EXERCISE AIM:
Write out the data below exactly, beginning with the first line and ending once the line that has "unknown driver or" is written.

--

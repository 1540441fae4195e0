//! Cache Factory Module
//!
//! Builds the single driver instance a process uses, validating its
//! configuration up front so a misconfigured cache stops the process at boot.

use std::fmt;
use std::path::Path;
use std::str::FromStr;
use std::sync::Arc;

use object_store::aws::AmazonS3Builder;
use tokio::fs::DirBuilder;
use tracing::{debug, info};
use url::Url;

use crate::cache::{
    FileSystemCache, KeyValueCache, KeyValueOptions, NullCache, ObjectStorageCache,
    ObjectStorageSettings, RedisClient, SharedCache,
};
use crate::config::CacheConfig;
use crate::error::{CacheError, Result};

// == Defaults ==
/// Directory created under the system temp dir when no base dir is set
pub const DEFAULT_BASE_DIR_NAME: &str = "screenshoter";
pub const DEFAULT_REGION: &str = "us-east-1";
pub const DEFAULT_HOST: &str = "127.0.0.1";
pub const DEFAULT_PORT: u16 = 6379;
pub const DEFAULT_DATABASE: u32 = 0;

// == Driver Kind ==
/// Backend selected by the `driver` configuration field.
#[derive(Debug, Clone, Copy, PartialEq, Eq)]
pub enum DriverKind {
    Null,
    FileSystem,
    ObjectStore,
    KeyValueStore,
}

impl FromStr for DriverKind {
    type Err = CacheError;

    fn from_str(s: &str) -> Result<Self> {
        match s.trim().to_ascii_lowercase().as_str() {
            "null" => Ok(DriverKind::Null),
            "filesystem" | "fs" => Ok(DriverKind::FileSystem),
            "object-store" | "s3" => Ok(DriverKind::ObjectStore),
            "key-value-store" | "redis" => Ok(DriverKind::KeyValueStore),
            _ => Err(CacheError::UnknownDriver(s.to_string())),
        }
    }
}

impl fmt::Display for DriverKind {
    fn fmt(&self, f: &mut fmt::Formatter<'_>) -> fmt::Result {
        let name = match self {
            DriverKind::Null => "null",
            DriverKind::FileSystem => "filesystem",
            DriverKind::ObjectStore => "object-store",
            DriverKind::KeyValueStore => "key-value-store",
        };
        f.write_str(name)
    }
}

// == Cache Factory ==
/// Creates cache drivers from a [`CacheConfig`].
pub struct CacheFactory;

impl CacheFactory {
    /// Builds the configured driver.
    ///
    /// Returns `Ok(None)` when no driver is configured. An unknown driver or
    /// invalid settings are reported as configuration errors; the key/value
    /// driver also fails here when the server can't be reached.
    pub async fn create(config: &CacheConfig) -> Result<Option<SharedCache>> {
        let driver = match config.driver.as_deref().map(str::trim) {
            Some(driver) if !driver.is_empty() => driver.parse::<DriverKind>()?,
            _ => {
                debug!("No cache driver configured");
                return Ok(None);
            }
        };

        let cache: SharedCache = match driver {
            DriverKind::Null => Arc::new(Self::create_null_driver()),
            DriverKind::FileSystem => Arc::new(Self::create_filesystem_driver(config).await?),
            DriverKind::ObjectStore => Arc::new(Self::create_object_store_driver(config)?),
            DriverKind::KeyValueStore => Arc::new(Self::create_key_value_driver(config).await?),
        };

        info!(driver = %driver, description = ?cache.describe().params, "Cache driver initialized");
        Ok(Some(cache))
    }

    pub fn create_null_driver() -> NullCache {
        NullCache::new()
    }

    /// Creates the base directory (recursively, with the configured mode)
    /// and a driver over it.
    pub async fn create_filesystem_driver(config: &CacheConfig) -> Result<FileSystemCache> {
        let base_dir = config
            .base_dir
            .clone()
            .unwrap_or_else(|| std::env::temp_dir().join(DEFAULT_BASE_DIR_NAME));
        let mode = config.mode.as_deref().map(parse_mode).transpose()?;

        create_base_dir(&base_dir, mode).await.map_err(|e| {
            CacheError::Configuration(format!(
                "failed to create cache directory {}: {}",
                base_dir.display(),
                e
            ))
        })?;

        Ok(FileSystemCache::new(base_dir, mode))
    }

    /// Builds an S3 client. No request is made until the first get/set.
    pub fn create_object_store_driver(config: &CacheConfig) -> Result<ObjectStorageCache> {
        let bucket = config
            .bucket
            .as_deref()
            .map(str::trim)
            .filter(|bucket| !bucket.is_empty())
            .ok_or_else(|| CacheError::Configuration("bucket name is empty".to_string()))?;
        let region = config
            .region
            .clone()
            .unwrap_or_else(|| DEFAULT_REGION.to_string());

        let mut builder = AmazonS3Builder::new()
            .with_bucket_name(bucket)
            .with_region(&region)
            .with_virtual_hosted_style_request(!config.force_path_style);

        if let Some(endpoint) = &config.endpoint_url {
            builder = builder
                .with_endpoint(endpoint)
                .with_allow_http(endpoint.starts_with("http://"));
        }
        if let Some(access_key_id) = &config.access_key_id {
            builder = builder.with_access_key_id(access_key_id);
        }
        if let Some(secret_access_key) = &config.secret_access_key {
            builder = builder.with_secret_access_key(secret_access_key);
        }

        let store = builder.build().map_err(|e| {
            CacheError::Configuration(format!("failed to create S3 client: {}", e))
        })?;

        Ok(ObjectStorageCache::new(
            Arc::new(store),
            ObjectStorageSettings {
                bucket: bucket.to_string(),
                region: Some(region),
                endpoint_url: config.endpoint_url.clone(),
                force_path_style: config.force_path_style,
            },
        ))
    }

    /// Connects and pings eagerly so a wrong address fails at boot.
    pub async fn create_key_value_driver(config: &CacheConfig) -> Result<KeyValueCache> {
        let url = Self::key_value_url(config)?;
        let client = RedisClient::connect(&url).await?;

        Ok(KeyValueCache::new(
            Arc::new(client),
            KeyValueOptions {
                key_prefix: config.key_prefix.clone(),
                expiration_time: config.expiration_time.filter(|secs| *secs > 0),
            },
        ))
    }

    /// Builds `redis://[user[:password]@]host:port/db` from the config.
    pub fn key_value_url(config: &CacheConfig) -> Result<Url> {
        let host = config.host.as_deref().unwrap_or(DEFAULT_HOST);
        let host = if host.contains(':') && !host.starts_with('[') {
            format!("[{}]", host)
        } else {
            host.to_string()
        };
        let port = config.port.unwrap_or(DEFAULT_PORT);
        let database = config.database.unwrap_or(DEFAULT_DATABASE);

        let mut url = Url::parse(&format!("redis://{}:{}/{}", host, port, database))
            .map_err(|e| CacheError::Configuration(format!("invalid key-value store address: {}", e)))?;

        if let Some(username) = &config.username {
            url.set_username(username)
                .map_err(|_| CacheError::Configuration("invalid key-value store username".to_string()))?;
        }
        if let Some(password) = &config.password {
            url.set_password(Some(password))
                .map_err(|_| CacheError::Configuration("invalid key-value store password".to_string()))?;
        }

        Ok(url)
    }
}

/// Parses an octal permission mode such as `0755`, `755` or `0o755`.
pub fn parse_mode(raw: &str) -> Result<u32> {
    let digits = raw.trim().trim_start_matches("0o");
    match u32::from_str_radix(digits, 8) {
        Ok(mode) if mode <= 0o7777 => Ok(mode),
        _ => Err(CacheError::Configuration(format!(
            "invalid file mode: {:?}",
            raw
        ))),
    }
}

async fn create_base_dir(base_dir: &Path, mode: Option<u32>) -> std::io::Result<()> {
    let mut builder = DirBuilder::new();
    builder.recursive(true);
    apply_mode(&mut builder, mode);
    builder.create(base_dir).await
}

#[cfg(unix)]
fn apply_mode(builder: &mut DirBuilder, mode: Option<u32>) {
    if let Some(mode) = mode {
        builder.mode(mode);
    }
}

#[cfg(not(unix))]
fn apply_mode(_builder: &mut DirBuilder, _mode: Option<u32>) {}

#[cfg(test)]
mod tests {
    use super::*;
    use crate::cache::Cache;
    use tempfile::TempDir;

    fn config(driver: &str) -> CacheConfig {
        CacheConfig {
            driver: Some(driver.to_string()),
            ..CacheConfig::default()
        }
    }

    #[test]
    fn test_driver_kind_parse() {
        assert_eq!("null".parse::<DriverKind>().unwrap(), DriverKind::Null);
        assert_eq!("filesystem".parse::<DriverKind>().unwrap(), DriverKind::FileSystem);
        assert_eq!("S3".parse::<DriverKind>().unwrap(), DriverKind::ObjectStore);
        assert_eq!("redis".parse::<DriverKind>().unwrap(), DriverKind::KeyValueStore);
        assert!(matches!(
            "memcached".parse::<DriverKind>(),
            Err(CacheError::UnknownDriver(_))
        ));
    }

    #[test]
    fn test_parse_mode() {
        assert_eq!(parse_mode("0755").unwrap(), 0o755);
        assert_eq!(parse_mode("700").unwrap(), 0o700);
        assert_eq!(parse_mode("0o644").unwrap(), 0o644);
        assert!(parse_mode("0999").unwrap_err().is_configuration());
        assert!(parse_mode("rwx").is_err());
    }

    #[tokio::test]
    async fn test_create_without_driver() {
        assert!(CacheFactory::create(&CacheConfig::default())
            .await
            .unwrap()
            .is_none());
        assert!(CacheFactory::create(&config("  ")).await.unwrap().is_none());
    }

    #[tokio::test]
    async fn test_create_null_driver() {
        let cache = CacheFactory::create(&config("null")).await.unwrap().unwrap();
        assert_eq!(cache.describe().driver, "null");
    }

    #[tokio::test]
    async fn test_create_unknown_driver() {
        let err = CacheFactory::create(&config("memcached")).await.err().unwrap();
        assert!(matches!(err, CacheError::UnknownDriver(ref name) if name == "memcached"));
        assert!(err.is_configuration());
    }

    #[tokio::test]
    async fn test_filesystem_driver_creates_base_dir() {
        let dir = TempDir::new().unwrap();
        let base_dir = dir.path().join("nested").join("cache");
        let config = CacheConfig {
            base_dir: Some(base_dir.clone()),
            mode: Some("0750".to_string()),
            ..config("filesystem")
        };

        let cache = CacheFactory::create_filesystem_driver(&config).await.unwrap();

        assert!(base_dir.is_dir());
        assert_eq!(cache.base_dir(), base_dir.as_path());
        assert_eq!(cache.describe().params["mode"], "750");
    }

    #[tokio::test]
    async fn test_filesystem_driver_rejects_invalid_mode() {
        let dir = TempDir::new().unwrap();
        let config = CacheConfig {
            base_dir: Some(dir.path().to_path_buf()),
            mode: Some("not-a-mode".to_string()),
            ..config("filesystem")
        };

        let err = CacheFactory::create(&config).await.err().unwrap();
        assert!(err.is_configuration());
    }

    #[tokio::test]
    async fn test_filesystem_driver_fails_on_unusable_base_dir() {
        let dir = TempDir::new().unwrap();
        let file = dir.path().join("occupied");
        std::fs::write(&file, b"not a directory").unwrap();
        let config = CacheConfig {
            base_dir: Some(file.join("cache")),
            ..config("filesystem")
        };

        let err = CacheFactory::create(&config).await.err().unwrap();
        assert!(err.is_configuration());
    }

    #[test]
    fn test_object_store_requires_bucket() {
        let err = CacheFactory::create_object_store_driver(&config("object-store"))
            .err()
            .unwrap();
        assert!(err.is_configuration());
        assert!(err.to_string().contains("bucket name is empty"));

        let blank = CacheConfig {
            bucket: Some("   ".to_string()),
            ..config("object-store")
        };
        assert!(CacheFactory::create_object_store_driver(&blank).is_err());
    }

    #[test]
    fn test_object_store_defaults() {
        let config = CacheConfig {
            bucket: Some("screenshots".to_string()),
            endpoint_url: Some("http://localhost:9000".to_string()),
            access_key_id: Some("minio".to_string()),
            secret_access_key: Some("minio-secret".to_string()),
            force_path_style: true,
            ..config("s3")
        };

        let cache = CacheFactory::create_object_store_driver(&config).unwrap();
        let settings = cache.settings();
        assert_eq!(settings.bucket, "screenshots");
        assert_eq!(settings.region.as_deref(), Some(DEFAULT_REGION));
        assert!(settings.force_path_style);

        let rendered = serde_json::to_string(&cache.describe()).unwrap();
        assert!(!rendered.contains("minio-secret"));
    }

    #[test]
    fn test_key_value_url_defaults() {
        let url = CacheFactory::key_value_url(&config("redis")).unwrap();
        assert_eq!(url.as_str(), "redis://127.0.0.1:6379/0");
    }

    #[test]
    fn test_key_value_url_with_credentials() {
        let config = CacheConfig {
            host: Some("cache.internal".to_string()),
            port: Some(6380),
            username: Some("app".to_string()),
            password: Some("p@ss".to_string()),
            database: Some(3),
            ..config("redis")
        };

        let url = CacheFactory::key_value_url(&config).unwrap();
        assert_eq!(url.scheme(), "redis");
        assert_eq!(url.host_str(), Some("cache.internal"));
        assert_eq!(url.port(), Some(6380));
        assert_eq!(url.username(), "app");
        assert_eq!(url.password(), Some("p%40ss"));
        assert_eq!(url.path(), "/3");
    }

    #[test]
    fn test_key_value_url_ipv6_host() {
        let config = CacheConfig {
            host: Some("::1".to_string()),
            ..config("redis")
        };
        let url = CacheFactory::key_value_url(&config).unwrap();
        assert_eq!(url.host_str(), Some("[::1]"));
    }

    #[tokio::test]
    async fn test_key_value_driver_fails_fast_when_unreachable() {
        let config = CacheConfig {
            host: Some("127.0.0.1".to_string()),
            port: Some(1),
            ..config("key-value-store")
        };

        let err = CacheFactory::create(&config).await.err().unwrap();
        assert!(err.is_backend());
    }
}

--

RESPONSE TO THIS EXERCISE:
repository 1540441fae4195e0
//! Cache Factory Module
//!
//! Builds the single driver instance a process uses, validating its
//! configuration up front so a misconfigured cache stops the process at boot.

use std::fmt;
use std::path::Path;
use std::str::FromStr;
use std::sync::Arc;

use object_store::aws::AmazonS3Builder;
use tokio::fs::DirBuilder;
use tracing::{debug, info};
use url::Url;

use crate::cache::{
    FileSystemCache, KeyValueCache, KeyValueOptions, NullCache, ObjectStorageCache,
    ObjectStorageSettings, RedisClient, SharedCache,
};
use crate::config::CacheConfig;
use crate::error::{CacheError, Result};

// == Defaults ==
/// Directory created under the system temp dir when no base dir is set
pub const DEFAULT_BASE_DIR_NAME: &str = "screenshoter";
pub const DEFAULT_REGION: &str = "us-east-1";
pub const DEFAULT_HOST: &str = "127.0.0.1";
pub const DEFAULT_PORT: u16 = 6379;
pub const DEFAULT_DATABASE: u32 = 0;

// == Driver Kind ==
/// Backend selected by the `driver` configuration field.
#[derive(Debug, Clone, Copy, PartialEq, Eq)]
pub enum DriverKind {
    Null,
    FileSystem,
    ObjectStore,
    KeyValueStore,
}

impl FromStr for DriverKind {
    type Err = CacheError;

    fn from_str(s: &str) -> Result<Self> {
        match s.trim().to_ascii_lowercase().as_str() {
            "null" => Ok(DriverKind::Null),
            "filesystem" | "fs" => Ok(DriverKind::FileSystem),
            "object-store" | "s3" => Ok(DriverKind::ObjectStore),
            "key-value-store" | "redis" => Ok(DriverKind::KeyValueStore),
            _ => Err(CacheError::UnknownDriver(s.to_string())),
        }
    }
}

impl fmt::Display for DriverKind {
    fn fmt(&self, f: &mut fmt::Formatter<'_>) -> fmt::Result {
        let name = match self {
            DriverKind::Null => "null",
            DriverKind::FileSystem => "filesystem",
            DriverKind::ObjectStore => "object-store",
            DriverKind::KeyValueStore => "key-value-store",
        };
        f.write_str(name)
    }
}

// == Cache Factory ==
/// Creates cache drivers from a [`CacheConfig`].
pub struct CacheFactory;

impl CacheFactory {
    /// Builds the configured driver.
    ///
    /// Returns `Ok(None)` when no driver is configured. An unknown driver or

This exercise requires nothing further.